Sunday, April 19, 2009

A Closed Reduction and Renewed Mind in Kigali

A wide load on the road to Kigali. These can be quite hazardous to pass.


As I begin this blog entry, Sunday evening, I am seated beside David who is watching a Baby Einstein video (Baby Mozart) on half the screen so that he won’t scream while I try to get down all that happened this week on this blog. I have put it off to the last possible minute, not because I have little to say, but because I simply have too much!

For those who hold by superstition, Tuesday did prove once again to be a day of trial for us, but it did include a true blessing as well… but let me not get ahead of myself here.

We had been looking forward to this week. After several busy and difficult weeks, we felt we had earned a 3 day vacation and had planned to go to one of the forests in Rwanda to hike around and see some wildlife.
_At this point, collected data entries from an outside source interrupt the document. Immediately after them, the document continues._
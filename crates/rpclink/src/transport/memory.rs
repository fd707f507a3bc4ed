//! In-process connector for driving the client without sockets.
//!
//! Every successful dial hands the test a [`MemoryPeer`], the server side of
//! the new connection. Dial refusals, write breakage and writer panics can be
//! scripted.

use std::sync::atomic::{AtomicBool, Ordering};
use std::sync::{Arc, Mutex};

use async_trait::async_trait;
use serde_json::Value;
use tokio::sync::mpsc;
use tokio_util::bytes::Bytes;

use super::{
    CLOSE_ABNORMAL, Connection, Connector, Frame, FrameReader, FrameWriter, TransportError,
};

#[derive(Default)]
struct Script {
    refuse_next: usize,
    refuse_all: bool,
    break_next: bool,
    dials: usize,
}

#[derive(Clone)]
pub(crate) struct MemoryConnector {
    script: Arc<Mutex<Script>>,
    peers: mpsc::UnboundedSender<MemoryPeer>,
}

impl MemoryConnector {
    pub fn new() -> (Self, mpsc::UnboundedReceiver<MemoryPeer>) {
        let (peers, accepted) = mpsc::unbounded_channel();
        let connector = Self {
            script: Arc::new(Mutex::new(Script::default())),
            peers,
        };
        (connector, accepted)
    }

    pub fn refuse_next(&self, n: usize) {
        self.script.lock().unwrap().refuse_next = n;
    }

    pub fn refuse_all(&self, refuse: bool) {
        self.script.lock().unwrap().refuse_all = refuse;
    }

    /// The next accepted connection fails every write from its first frame on.
    pub fn break_writes_on_next_dial(&self) {
        self.script.lock().unwrap().break_next = true;
    }

    /// Total dial attempts, refused ones included.
    pub fn dials(&self) -> usize {
        self.script.lock().unwrap().dials
    }
}

#[async_trait]
impl Connector for MemoryConnector {
    async fn dial(&self, address: &str) -> Result<Connection, TransportError> {
        let broken = {
            let mut script = self.script.lock().unwrap();
            script.dials += 1;
            if script.refuse_all || script.refuse_next > 0 {
                script.refuse_next = script.refuse_next.saturating_sub(1);
                return Err(TransportError::Io(std::io::Error::new(
                    std::io::ErrorKind::ConnectionRefused,
                    format!("{address} refused the connection"),
                )));
            }
            std::mem::take(&mut script.break_next)
        };

        let (to_server, received) = mpsc::unbounded_channel();
        let (to_client, inbound) = mpsc::unbounded_channel();
        let faults = Arc::new(Faults::default());
        faults.broken.store(broken, Ordering::SeqCst);

        let peer = MemoryPeer {
            received,
            to_client,
            faults: Arc::clone(&faults),
        };
        let _ = self.peers.send(peer);

        Ok(Connection::new(
            MemoryReader { inbound },
            MemoryWriter {
                to_server: Some(to_server),
                faults,
            },
        ))
    }
}

#[derive(Default)]
struct Faults {
    broken: AtomicBool,
    panic_on_write: AtomicBool,
}

/// Server side of one memory connection. Dropping it disconnects the client.
pub(crate) struct MemoryPeer {
    received: mpsc::UnboundedReceiver<Frame>,
    to_client: mpsc::UnboundedSender<Frame>,
    faults: Arc<Faults>,
}

impl MemoryPeer {
    /// Next frame the client wrote, or `None` once the client's write half is gone.
    pub async fn recv(&mut self) -> Option<Frame> {
        self.received.recv().await
    }

    pub fn try_recv(&mut self) -> Option<Frame> {
        self.received.try_recv().ok()
    }

    pub fn send(&self, frame: Frame) {
        let _ = self.to_client.send(frame);
    }

    pub fn send_json(&self, value: Value) {
        self.send(Frame::Payload(Bytes::from(value.to_string())));
    }

    /// Every later client write fails with a broken pipe.
    pub fn break_writes(&self) {
        self.faults.broken.store(true, Ordering::SeqCst);
    }

    /// The next client write panics inside the writer.
    pub fn panic_on_next_write(&self) {
        self.faults.panic_on_write.store(true, Ordering::SeqCst);
    }
}

struct MemoryReader {
    inbound: mpsc::UnboundedReceiver<Frame>,
}

#[async_trait]
impl FrameReader for MemoryReader {
    async fn read_frame(&mut self) -> Result<Frame, TransportError> {
        match self.inbound.recv().await {
            Some(Frame::Close { code, reason }) => Err(TransportError::Closed { code, reason }),
            Some(frame) => Ok(frame),
            None => Err(TransportError::Closed {
                code: CLOSE_ABNORMAL,
                reason: "peer went away".to_string(),
            }),
        }
    }

    async fn close(&mut self) {
        self.inbound.close();
    }
}

struct MemoryWriter {
    to_server: Option<mpsc::UnboundedSender<Frame>>,
    faults: Arc<Faults>,
}

#[async_trait]
impl FrameWriter for MemoryWriter {
    async fn write_frame(&mut self, frame: Frame) -> Result<(), TransportError> {
        if self.faults.panic_on_write.swap(false, Ordering::SeqCst) {
            panic!("injected writer fault");
        }
        if self.faults.broken.load(Ordering::SeqCst) {
            return Err(broken_pipe());
        }
        match &self.to_server {
            Some(to_server) => to_server.send(frame).map_err(|_| broken_pipe()),
            None => Err(broken_pipe()),
        }
    }

    async fn close(&mut self) {
        self.to_server = None;
    }
}

fn broken_pipe() -> TransportError {
    TransportError::Io(std::io::Error::new(
        std::io::ErrorKind::BrokenPipe,
        "write half broken",
    ))
}
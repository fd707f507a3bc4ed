//! Duplex frame stream the client runs over.
//!
//! A [`Connector`] dials an address and yields a [`Connection`]: an owned read
//! half and an owned write half. The read half belongs to the read worker and
//! the write half to the write worker of one connection generation; nothing
//! else touches them.

pub mod websocket;

#[cfg(test)]
pub(crate) mod memory;

use std::time::Duration;

use async_trait::async_trait;
use tokio_util::bytes::Bytes;

/// Close code for an intentional, orderly shutdown.
pub const CLOSE_NORMAL: u16 = 1000;
/// Close frame carried no status code.
pub const CLOSE_NO_STATUS: u16 = 1005;
/// Stream ended without a close frame.
pub const CLOSE_ABNORMAL: u16 = 1006;

/// One discrete message unit on the stream.
#[derive(Debug, Clone, PartialEq, Eq)]
pub enum Frame {
    /// Serialized request or response.
    Payload(Bytes),
    Ping,
    Pong,
    Close { code: u16, reason: String },
}

impl Frame {
    pub fn normal_close() -> Self {
        Self::Close {
            code: CLOSE_NORMAL,
            reason: String::new(),
        }
    }

    pub fn kind(&self) -> &'static str {
        match self {
            Self::Payload(_) => "payload",
            Self::Ping => "ping",
            Self::Pong => "pong",
            Self::Close { .. } => "close",
        }
    }
}

#[derive(Debug, thiserror::Error)]
pub enum TransportError {
    #[error("invalid address {address:?}: {reason}")]
    InvalidAddress { address: String, reason: String },

    #[error("connection closed (code {code}): {reason}")]
    Closed { code: u16, reason: String },

    #[error("{op} timed out after {after:?}")]
    Timeout { op: &'static str, after: Duration },

    #[error("i/o error: {0}")]
    Io(#[from] std::io::Error),

    #[error("websocket error: {0}")]
    WebSocket(#[from] tokio_tungstenite::tungstenite::Error),
}

impl TransportError {
    /// True when the peer ended the stream on purpose.
    pub fn is_graceful_close(&self) -> bool {
        use tokio_tungstenite::tungstenite::Error as WsError;

        match self {
            Self::Closed { code, .. } => *code == CLOSE_NORMAL,
            Self::WebSocket(WsError::ConnectionClosed) => true,
            _ => false,
        }
    }
}

#[async_trait]
pub trait FrameReader: Send {
    /// Block until the next frame arrives.
    ///
    /// A close frame from the peer is reported as [`TransportError::Closed`].
    async fn read_frame(&mut self) -> Result<Frame, TransportError>;

    /// Release the read half. Dropping the reader has the same effect.
    async fn close(&mut self) {}
}

#[async_trait]
pub trait FrameWriter: Send {
    async fn write_frame(&mut self, frame: Frame) -> Result<(), TransportError>;

    async fn close(&mut self);
}

/// A freshly dialed stream, split into its two halves.
pub struct Connection {
    reader: Box<dyn FrameReader>,
    writer: Box<dyn FrameWriter>,
}

impl Connection {
    pub fn new(reader: impl FrameReader + 'static, writer: impl FrameWriter + 'static) -> Self {
        Self {
            reader: Box::new(reader),
            writer: Box::new(writer),
        }
    }

    pub(crate) fn writer_mut(&mut self) -> &mut dyn FrameWriter {
        self.writer.as_mut()
    }

    pub fn into_split(self) -> (Box<dyn FrameReader>, Box<dyn FrameWriter>) {
        (self.reader, self.writer)
    }
}

/// Produces connections to a server address.
#[async_trait]
pub trait Connector: Send + Sync {
    async fn dial(&self, address: &str) -> Result<Connection, TransportError>;
}

/// Read the next frame, giving up after `wait` if set.
pub(crate) async fn read_with_deadline(
    reader: &mut dyn FrameReader,
    wait: Option<Duration>,
) -> Result<Frame, TransportError> {
    match wait {
        Some(after) => tokio::time::timeout(after, reader.read_frame())
            .await
            .map_err(|_| TransportError::Timeout { op: "read", after })?,
        None => reader.read_frame().await,
    }
}

/// Write one frame, giving up after `wait` if set.
pub(crate) async fn write_with_deadline(
    writer: &mut dyn FrameWriter,
    frame: Frame,
    wait: Option<Duration>,
) -> Result<(), TransportError> {
    match wait {
        Some(after) => tokio::time::timeout(after, writer.write_frame(frame))
            .await
            .map_err(|_| TransportError::Timeout { op: "write", after })?,
        None => writer.write_frame(frame).await,
    }
}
Oren was on his second week of spring break, making it difficult to do much office work anyway. We planned to combine this diversion with a necessary visit to partners in Rwanda: driving up on Monday, business on Tuesday, vacation Wednesday through Saturday.

First thing on Tuesday, we met with partners at Friends Peace House. African-style meetings involve starting with relational conversation before getting down to business. April is a month of mourning in Rwanda, as people remember the 1994 genocide. We had a very meaningful conversation with them about changes they see in this 15th year of commemorating the genocide. They felt that at this point, there was a real opportunity for survivors to extend forgiveness, and offer offenders a key to unlock the prison of shame and guilt they still are trapped within. It was wonderful to hear their reflections on actions they themselves have taken as survivors. An hour later we got down to signing checks ;-). I’m glad our job involves both the personal and the practical.

After that, we squeezed in a trip to the bank, priced appliances for our incoming workers, and shopped for personal items not available in Burundi. At 5pm we had accomplished just about everything and realized we had time to run over to the hospital to have Oren’s cast removed. The doctor who set the bone in Kigali had told us a fracture in a 3 year old would heal in 3 weeks and we could come in and get it removed. Tuesday was exactly 3 weeks to the day from when he had the injury. We went to the hospital and after some confusion, did find a pediatrician who could remove the cast. Before doing so, he sent us down to X-Ray to make sure the bone had healed.

I took Oren in to get X-rayed and at that point had an ominous feeling about what we might find. I had seen the original break and the unseemly angle of the bone in the arm angling upward. When he was being cast I had even asked the orthopedist if it would be straight when the cast was off. He assured me that the gentle traction he had applied as well as the cast would straighten the bone.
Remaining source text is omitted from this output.